After graduating from The Bronx High School of Science in 1946, he attended Cornell University, where he obtained his A.B. in 1950 and his Ph.D. in 1956.
For his PhD thesis he built a custom-made computer, the Electronic Profile Analyzing Computer (EPAC), to perform multidimensional analysis for psychometrics. He used it between 1951 and 1953 to analyze psychometric data collected for his PhD thesis. The data were collected from a paid, 600 item survey of more than 200 Cornell undergraduates. The total computational cost was 2.5 million arithmetic operations, necessitating the use of an IBM CPC as well. It was said that 15 minutes of data processing took just 2 seconds.
He subsequently moved to Cornell Aeronautical Laboratory in Buffalo, New York, where he was successively a research psychologist, senior psychologist, and head of the cognitive systems section. It was there that he also conducted the early work on perceptrons, which culminated in the development and hardware construction in 1960 of the Mark I Perceptron, When a triangle was held before the perceptron's eye, it would pick up the image and convey it along a random succession of lines to the response units, where the image was registered.

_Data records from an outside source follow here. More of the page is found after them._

//! Loan federation: mirroring an approved central loan into its partner
//! cluster.
//!
//! Invoked when a loan transitions into APPROVED (and again by the
//! reconciliation sweep for loans whose first attempt failed). The central
//! status change is never rolled back on failure — approval is a business
//! decision independent of partner-system availability, so an APPROVED loan
//! with a NULL `external_loan_id` is a legitimate, detectable state.
//!
//! The partner row carries `external_reference = "LETSEMA-{loan.id}"`;
//! that string is the only cross-system key and is what reconciliation
//! uses for round-trip lookups.

use letsema_ledger::LedgerError;
use letsema_ledger::sqlite::repositories::borrower::BorrowerRepo;
use letsema_ledger::sqlite::repositories::institution::InstitutionRepo;
use letsema_ledger::sqlite::repositories::loan::LoanRepo;
use rusqlite::Connection;
use rusqlite::types::Value;
use tracing::{debug, info};

use crate::cluster::Cluster;
use crate::errors::{PartnerError, Result};
use crate::gateway::{PartnerGateway, value_as_i64};
use crate::identity::{BorrowerIdentity, resolve_or_create_borrower};

/// Prefix of the cross-system reference string.
pub const EXTERNAL_REFERENCE_PREFIX: &str = "LETSEMA-";

/// Build the cross-system reference for a central loan id.
#[must_use]
pub fn external_reference(loan_id: &str) -> String {
    format!("{EXTERNAL_REFERENCE_PREFIX}{loan_id}")
}

/// Mirror an approved central loan into its institution's partner cluster
/// and persist the partner-assigned id back onto the central record.
///
/// Steps, any of which aborts the whole operation:
/// 1. Load the loan and its institution; an empty cluster designator is a
///    configuration error, never retried.
/// 2. Resolve (or create) the partner-side borrower.
/// 3. Insert the partner loan row (`status = "approved"`, application date
///    preserved, approval date = now, external reference set).
/// 4. Write the partner serial id onto `external_loan_id`.
///
/// Returns the partner-assigned loan id.
pub fn federate_approved_loan(
    ledger_conn: &Connection,
    gateway: &PartnerGateway,
    loan_id: &str,
) -> Result<i64> {
    debug!(loan_id, "federating approved loan");

    // 1. Route: loan → institution → cluster
    let loan = LoanRepo::get_by_id(ledger_conn, loan_id)?
        .ok_or_else(|| LedgerError::LoanNotFound(loan_id.to_string()))?;
    let institution = InstitutionRepo::get_by_id(ledger_conn, &loan.institution_id)?
        .ok_or_else(|| LedgerError::InstitutionNotFound(loan.institution_id.clone()))?;
    if institution.cluster_name.is_empty() {
        return Err(PartnerError::Ledger(LedgerError::MissingCluster {
            institution: institution.id,
        }));
    }
    let cluster = Cluster::parse(&institution.cluster_name)
        .ok_or_else(|| PartnerError::UnknownCluster(institution.cluster_name.clone()))?;

    // 2. Identity
    let borrower = BorrowerRepo::get_by_id(ledger_conn, &loan.borrower_id)?
        .ok_or_else(|| LedgerError::BorrowerNotFound(loan.borrower_id.clone()))?;
    let partner_borrower_id = resolve_or_create_borrower(
        gateway,
        cluster,
        &BorrowerIdentity {
            name: &borrower.full_name,
            email: &borrower.email,
            phone: &borrower.phone,
            national_id: &borrower.national_id,
            credit_score: borrower.credit_score,
        },
    )?;

    // 3. Mirror the loan
    let reference = external_reference(&loan.id);
    let now = chrono::Utc::now().to_rfc3339();
    let rows = gateway.execute(
        cluster,
        "INSERT INTO loans (borrower_id, amount, interest_rate, status, purpose,
                            application_date, approval_date, term_months, external_reference)
         VALUES (?1, ?2, ?3, ?4, ?5, ?6, ?7, ?8, ?9) RETURNING id",
        &[
            Value::Integer(partner_borrower_id),
            Value::Real(loan.amount),
            Value::Real(loan.interest_rate),
            Value::Text("approved".to_string()),
            Value::Text(loan.purpose.clone()),
            Value::Text(loan.application_date.clone()),
            Value::Text(now),
            Value::Integer(loan.term_months),
            Value::Text(reference),
        ],
    )?;
    let partner_loan_id = rows
        .first()
        .and_then(|row| row.first())
        .and_then(value_as_i64)
        .ok_or_else(|| PartnerError::UnexpectedRow {
            cluster,
            message: "loan insert returned no id".to_string(),
        })?;

    // 4. Write back
    let _ = LoanRepo::set_external_loan_id(ledger_conn, &loan.id, &partner_loan_id.to_string())?;

    info!(loan_id = %loan.id, %cluster, partner_loan_id, "loan federated into partner cluster");
    Ok(partner_loan_id)
}

/// Round-trip lookup: find the partner loan mirroring a central loan via
/// its `external_reference`. Used by reconciliation to adopt rows written
/// by an earlier attempt whose write-back never landed.
pub fn find_partner_loan_by_reference(
    gateway: &PartnerGateway,
    cluster: Cluster,
    loan_id: &str,
) -> Result<Option<i64>> {
    let rows = gateway.execute(
        cluster,
        "SELECT id FROM loans WHERE external_reference = ?1 LIMIT 1",
        &[Value::Text(external_reference(loan_id))],
    )?;
    Ok(rows.first().and_then(|row| row.first()).and_then(value_as_i64))
}

// ─────────────────────────────────────────────────────────────────────────────
// Tests
// ─────────────────────────────────────────────────────────────────────────────

#[cfg(test)]
#[allow(unused_results)]
mod tests {
    use super::*;
    use crate::config::PartnerConfig;
    use crate::gateway::{value_as_f64, value_as_text};
    use crate::provision::provision_cluster;
    use assert_matches::assert_matches;
    use letsema_core::LoanStatus;
    use letsema_ledger::sqlite::repositories::borrower::CreateBorrowerOptions;
    use letsema_ledger::sqlite::repositories::institution::CreateInstitutionOptions;
    use letsema_ledger::store::{DecisionOptions, SubmitLoanOptions};
    use letsema_ledger::LedgerStore;

    struct Fixture {
        ledger: LedgerStore,
        gateway: PartnerGateway,
        loan_id: String,
        _dir: tempfile::TempDir,
    }

    fn fixture(cluster_name: &str) -> Fixture {
        let dir = tempfile::tempdir().unwrap();
        let path = dir.path().join("mfi_a.db");
        let config = PartnerConfig::new().with_endpoint(Cluster::MfiA, path.to_str().unwrap());
        provision_cluster(&config, Cluster::MfiA).unwrap();
        let gateway = PartnerGateway::new(config);

        let ledger = LedgerStore::open_in_memory().unwrap();
        let conn = ledger.conn().unwrap();
        let borrower = BorrowerRepo::create(
            &conn,
            &CreateBorrowerOptions {
                full_name: "Thabo Mokoena",
                email: "thabo@x.com",
                phone: "",
                national_id: "N100",
                credit_score: None,
            },
        )
        .unwrap();
        let mfi = InstitutionRepo::create(
            &conn,
            &CreateInstitutionOptions {
                name: "Basotho Finance",
                code: "MFI_A",
                description: "",
                cluster_name: "mfi_a",
                api_endpoint: None,
            },
        )
        .unwrap();
        drop(conn);

        let submitted = ledger
            .submit_loan(&SubmitLoanOptions {
                borrower_id: &borrower.id,
                institution_id: &mfi.id,
                amount: 5000.0,
                purpose: "Seed capital",
                term_months: 12,
                interest_rate: 10.5,
                submitted_by: None,
            })
            .unwrap();
        let decided = ledger
            .apply_decision(&DecisionOptions {
                loan_id: &submitted.loan.id,
                decision: LoanStatus::Approved,
                decided_by: Some("officer_1"),
                notes: "",
            })
            .unwrap();

        if cluster_name != "mfi_a" {
            let conn = ledger.conn().unwrap();
            InstitutionRepo::update_cluster_name(&conn, &mfi.id, cluster_name).unwrap();
        }

        Fixture {
            ledger,
            gateway,
            loan_id: decided.loan.id,
            _dir: dir,
        }
    }

    #[test]
    fn federation_mirrors_loan_and_writes_back_external_id() {
        let fx = fixture("mfi_a");
        let conn = fx.ledger.conn().unwrap();

        let partner_loan_id =
            federate_approved_loan(&conn, &fx.gateway, &fx.loan_id).unwrap();
        assert_eq!(partner_loan_id, 1);

        let loan = LoanRepo::get_by_id(&conn, &fx.loan_id).unwrap().unwrap();
        assert_eq!(loan.external_loan_id.as_deref(), Some("1"));

        let rows = fx
            .gateway
            .execute(
                Cluster::MfiA,
                "SELECT external_reference, status, amount, term_months FROM loans WHERE id = ?1",
                &[Value::Integer(partner_loan_id)],
            )
            .unwrap();
        assert_eq!(
            value_as_text(&rows[0][0]),
            Some(external_reference(&fx.loan_id).as_str())
        );
        assert_eq!(value_as_text(&rows[0][1]), Some("approved"));
        assert_eq!(value_as_f64(&rows[0][2]), Some(5000.0));
        assert_eq!(value_as_i64(&rows[0][3]), Some(12));
    }

    #[test]
    fn federation_creates_partner_borrower_when_absent() {
        let fx = fixture("mfi_a");
        let conn = fx.ledger.conn().unwrap();
        federate_approved_loan(&conn, &fx.gateway, &fx.loan_id).unwrap();

        let rows = fx
            .gateway
            .execute(
                Cluster::MfiA,
                "SELECT national_id, credit_score FROM borrowers",
                &[],
            )
            .unwrap();
        assert_eq!(rows.len(), 1);
        assert_eq!(value_as_text(&rows[0][0]), Some("N100"));
        assert_eq!(value_as_i64(&rows[0][1]), Some(650));
    }

    #[test]
    fn unknown_cluster_name_fails_before_any_write() {
        let fx = fixture("mfi_z");
        let conn = fx.ledger.conn().unwrap();
        let result = federate_approved_loan(&conn, &fx.gateway, &fx.loan_id);
        assert_matches!(result, Err(PartnerError::UnknownCluster(_)));

        let loan = LoanRepo::get_by_id(&conn, &fx.loan_id).unwrap().unwrap();
        assert!(loan.external_loan_id.is_none());
    }

    #[test]
    fn unreachable_cluster_leaves_external_id_null() {
        let fx = fixture("mfi_a");
        let broken = PartnerGateway::new(
            PartnerConfig::new().with_endpoint(Cluster::MfiA, "/nonexistent/dir/a.db"),
        );
        let conn = fx.ledger.conn().unwrap();

        let result = federate_approved_loan(&conn, &broken, &fx.loan_id);
        assert_matches!(result, Err(PartnerError::ConnectionFailed { .. }));

        // Approval stands, federation is recoverable later
        let loan = LoanRepo::get_by_id(&conn, &fx.loan_id).unwrap().unwrap();
        assert_eq!(loan.status, LoanStatus::Approved);
        assert!(loan.external_loan_id.is_none());
        assert_eq!(LoanRepo::list_unfederated(&conn).unwrap().len(), 1);
    }

    #[test]
    fn round_trip_lookup_finds_mirrored_loan() {
        let fx = fixture("mfi_a");
        let conn = fx.ledger.conn().unwrap();
        let partner_loan_id =
            federate_approved_loan(&conn, &fx.gateway, &fx.loan_id).unwrap();

        let found =
            find_partner_loan_by_reference(&fx.gateway, Cluster::MfiA, &fx.loan_id).unwrap();
        assert_eq!(found, Some(partner_loan_id));

        let missing =
            find_partner_loan_by_reference(&fx.gateway, Cluster::MfiA, "loan_other").unwrap();
        assert_eq!(missing, None);
    }
}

He developed and extended this approach in many papers and a book called Principles of Neurodynamics: Perceptrons and the Theory of Brain Mechanisms, published by Spartan Books in 1962. He received international recognition for the Perceptron. The New York Times billed it as a revolution, with the headline "New Navy Device Learns By Doing", and The New Yorker similarly admired the technological advance. from the original Rosenblatt's book.]]
Rosenblatt proved four main theorems. The first theorem states that elementary perceptrons can solve any classification problem if there are no discrepancies in the training set (and sufficiently many independent A-elements). The fourth theorem states convergence of the learning algorithm if this realisation of an elementary perceptron can solve the problem. His work was done in collaboration with colleagues, especially H. D. Block.
Rosenblatt also studied the problem of generalization: Given a model that has learned to recognize a pattern, the model should still recognize the pattern under translation or rotation, or some other transformation. He studied both the case where the generalization is hardwired, and the case where it is learned.]]
Tobermory, a scaled up perceptron machine, was built between 1961 and 1967, with a focus on speech recognition. It occupied an entire room. It was a neural network with 4 layers, with 12,000 weights implemented by toroidal magnetic cores. By the time of its completion, simulation on digital computers had become faster than purpose-built perceptron machines.
George Nagy received a PhD in 1962 under Rosenblatt, primarily for work on Tobermory.
Principles of Neurodynamics (1962)
Rosenblatt's book Principles of Neurodynamics: Perceptrons and the Theory of Brain Mechanisms, published by Spartan Books in 1962, summarized his work on perceptrons at the time.
The book is divided into four parts. The first gives an historical review of alternative approaches to brain modeling, the physiological and psychological considerations, and the basic definitions and concepts of the perceptron approach. The second covers three-layer series-coupled perceptrons: the mathematical underpinnings, performance results in psychological experiments, and a variety of perceptron variations. The third covers multi-layer and cross-coupled perceptrons, and the fourth back-coupled perceptrons and problems for future study.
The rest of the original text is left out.